Top of STORED DATA
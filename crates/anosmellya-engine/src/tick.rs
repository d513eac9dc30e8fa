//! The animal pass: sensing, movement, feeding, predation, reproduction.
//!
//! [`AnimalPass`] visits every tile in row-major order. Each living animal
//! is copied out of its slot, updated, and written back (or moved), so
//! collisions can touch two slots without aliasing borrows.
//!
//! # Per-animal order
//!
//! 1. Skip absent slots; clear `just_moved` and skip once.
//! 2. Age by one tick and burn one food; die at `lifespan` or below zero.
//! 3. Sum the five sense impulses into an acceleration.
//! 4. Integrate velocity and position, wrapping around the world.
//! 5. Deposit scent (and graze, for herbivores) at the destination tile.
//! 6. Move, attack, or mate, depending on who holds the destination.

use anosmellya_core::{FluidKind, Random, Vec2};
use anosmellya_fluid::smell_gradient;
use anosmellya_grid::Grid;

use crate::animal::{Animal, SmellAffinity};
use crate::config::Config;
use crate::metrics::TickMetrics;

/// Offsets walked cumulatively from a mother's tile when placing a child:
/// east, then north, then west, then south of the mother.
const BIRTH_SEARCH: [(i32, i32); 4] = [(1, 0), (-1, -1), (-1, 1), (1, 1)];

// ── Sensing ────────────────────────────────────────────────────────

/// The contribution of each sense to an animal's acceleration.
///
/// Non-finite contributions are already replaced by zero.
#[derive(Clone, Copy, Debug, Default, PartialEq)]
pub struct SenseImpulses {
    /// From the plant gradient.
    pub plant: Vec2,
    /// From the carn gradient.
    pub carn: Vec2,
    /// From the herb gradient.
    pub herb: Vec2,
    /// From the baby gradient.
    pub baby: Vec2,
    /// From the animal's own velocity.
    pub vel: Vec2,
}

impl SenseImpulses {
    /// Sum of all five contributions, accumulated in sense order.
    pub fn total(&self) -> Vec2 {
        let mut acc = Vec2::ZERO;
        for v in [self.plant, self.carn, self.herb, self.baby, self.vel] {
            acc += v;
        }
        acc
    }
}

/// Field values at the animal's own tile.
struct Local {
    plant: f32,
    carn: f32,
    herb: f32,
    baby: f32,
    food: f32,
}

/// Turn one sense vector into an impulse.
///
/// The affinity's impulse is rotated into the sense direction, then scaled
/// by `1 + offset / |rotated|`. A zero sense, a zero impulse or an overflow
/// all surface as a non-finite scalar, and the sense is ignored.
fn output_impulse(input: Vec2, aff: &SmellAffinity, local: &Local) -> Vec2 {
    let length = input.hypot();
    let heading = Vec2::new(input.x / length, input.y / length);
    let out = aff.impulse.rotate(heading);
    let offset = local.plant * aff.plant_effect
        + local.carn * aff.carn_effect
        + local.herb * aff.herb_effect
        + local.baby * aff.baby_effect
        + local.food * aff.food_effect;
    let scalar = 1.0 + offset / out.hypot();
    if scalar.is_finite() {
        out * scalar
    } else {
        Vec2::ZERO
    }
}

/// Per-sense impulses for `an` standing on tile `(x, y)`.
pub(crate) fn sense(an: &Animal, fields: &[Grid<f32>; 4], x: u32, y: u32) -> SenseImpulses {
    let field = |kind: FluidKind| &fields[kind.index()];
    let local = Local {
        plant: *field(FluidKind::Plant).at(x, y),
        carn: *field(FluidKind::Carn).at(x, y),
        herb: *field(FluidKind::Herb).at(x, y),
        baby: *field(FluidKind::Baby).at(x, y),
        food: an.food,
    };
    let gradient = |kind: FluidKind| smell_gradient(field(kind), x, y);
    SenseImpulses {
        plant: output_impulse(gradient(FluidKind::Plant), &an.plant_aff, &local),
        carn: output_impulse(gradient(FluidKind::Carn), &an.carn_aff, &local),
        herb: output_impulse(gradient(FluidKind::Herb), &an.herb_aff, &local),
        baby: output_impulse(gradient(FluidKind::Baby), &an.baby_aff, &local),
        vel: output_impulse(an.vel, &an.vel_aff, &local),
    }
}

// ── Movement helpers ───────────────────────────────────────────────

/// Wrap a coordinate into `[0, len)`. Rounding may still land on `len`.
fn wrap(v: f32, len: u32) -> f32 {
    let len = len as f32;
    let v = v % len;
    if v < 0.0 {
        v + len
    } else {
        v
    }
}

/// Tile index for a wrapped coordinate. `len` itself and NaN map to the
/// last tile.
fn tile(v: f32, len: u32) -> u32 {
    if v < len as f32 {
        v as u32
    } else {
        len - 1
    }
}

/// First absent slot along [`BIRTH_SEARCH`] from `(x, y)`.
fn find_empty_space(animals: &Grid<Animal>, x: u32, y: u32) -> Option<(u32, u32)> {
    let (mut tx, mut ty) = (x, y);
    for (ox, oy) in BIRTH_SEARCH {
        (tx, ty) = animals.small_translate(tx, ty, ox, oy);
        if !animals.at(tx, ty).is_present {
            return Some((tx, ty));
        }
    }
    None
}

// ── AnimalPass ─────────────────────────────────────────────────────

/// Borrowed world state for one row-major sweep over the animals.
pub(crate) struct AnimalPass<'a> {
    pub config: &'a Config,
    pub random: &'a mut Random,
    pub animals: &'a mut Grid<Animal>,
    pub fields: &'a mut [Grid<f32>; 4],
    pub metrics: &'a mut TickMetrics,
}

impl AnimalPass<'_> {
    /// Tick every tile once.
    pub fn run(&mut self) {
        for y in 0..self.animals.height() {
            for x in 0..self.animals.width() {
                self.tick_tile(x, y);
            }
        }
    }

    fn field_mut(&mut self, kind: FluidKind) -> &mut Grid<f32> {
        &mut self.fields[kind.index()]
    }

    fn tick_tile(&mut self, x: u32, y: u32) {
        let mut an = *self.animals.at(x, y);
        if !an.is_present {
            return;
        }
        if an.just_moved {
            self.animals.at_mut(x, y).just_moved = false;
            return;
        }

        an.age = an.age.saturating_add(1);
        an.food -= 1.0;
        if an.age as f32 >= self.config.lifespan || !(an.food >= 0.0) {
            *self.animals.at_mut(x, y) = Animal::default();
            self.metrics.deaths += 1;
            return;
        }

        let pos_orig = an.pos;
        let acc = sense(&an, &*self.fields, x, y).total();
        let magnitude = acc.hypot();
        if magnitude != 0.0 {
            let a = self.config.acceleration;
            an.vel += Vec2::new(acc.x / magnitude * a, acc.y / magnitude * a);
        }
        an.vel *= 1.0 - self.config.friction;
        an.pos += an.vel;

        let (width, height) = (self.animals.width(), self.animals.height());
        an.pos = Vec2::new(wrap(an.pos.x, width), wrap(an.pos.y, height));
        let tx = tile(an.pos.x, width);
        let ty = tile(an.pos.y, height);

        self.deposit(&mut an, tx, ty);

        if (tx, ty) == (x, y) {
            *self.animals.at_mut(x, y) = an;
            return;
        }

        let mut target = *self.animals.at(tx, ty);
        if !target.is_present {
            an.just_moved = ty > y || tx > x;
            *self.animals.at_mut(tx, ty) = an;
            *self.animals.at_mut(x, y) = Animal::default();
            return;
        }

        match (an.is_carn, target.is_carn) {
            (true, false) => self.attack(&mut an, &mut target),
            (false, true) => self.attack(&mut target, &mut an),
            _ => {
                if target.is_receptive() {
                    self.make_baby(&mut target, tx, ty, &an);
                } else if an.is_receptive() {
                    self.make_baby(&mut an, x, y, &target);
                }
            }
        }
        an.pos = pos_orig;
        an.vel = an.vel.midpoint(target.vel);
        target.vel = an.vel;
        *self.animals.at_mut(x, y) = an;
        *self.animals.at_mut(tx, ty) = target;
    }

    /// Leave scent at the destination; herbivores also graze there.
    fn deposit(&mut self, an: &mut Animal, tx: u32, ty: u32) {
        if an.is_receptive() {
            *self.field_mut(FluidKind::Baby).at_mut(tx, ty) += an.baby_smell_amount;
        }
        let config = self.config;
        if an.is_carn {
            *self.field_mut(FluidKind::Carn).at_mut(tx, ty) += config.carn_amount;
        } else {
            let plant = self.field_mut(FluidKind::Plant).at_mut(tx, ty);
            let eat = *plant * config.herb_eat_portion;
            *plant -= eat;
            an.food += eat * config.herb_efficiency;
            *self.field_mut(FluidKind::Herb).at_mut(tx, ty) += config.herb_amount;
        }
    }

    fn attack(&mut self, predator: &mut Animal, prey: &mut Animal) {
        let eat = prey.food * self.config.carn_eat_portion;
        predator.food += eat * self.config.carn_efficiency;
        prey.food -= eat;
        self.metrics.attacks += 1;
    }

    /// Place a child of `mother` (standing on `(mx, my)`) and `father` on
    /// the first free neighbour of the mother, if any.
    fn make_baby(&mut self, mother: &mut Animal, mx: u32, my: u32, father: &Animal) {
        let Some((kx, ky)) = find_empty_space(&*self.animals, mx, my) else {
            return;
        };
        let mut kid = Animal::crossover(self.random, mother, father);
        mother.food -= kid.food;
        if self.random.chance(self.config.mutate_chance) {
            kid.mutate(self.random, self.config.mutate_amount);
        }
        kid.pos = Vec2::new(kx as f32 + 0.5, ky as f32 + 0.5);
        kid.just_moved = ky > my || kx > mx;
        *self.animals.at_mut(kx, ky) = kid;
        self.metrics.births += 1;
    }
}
Bottom of STORED DATA
Top of STORED DATA
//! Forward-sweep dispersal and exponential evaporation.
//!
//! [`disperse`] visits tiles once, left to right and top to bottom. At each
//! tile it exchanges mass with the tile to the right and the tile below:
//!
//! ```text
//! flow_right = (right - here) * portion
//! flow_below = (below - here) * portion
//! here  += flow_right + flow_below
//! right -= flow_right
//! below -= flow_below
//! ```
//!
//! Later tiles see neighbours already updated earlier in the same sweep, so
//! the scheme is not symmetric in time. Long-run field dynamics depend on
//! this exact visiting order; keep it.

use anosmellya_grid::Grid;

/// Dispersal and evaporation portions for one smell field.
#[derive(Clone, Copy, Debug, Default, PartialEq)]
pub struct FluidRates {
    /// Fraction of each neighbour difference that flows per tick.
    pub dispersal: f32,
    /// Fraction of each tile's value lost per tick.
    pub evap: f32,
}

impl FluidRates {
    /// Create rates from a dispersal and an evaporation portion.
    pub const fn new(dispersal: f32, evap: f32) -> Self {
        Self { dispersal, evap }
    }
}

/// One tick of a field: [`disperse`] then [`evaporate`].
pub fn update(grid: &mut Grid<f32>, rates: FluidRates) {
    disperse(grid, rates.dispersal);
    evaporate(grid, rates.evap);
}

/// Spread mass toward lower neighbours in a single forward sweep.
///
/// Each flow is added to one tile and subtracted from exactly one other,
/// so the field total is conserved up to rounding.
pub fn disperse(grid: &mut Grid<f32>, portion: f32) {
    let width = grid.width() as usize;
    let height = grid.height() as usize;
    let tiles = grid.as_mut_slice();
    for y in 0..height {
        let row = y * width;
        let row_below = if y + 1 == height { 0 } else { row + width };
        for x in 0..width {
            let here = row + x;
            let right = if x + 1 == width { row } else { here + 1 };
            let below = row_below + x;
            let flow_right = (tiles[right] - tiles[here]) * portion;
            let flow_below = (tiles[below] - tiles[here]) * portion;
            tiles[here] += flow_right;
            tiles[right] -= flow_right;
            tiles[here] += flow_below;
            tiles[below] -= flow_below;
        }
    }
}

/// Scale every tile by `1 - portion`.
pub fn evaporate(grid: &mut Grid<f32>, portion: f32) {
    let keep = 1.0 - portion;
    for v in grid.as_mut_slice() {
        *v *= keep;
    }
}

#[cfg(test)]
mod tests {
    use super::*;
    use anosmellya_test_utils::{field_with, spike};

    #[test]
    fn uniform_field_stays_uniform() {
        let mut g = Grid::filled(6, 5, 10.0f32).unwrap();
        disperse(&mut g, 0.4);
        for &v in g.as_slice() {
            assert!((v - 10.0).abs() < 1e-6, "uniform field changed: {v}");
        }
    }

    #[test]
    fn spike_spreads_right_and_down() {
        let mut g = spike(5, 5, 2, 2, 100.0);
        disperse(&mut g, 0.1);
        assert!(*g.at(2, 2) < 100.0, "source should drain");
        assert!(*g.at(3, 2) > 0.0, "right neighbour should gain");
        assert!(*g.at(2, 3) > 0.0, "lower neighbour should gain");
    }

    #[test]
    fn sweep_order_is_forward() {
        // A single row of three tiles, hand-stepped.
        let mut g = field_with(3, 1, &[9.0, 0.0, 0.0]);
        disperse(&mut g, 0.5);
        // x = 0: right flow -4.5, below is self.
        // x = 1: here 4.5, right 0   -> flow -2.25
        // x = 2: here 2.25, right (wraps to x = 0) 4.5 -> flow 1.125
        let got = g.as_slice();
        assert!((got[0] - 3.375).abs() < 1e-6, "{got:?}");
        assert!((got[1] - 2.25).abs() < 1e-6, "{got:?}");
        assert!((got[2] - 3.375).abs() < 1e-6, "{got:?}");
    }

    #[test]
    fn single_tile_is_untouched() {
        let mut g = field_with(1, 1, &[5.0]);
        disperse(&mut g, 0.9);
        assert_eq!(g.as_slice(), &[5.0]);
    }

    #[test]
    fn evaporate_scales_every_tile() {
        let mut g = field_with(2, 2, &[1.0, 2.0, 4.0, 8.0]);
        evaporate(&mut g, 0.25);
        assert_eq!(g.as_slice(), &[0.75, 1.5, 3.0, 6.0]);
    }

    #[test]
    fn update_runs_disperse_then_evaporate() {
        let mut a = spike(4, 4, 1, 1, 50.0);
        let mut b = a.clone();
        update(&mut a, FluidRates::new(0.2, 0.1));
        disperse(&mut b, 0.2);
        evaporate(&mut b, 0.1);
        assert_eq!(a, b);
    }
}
Bottom of STORED DATA
YOUR OBJECTIVE >> Among the lines of the records, copy out each one that contains the word "contributions".

RESULT FOR THIS TASK >>
/// Non-finite contributions are already replaced by zero.
    /// Sum of all five contributions, accumulated in sense order.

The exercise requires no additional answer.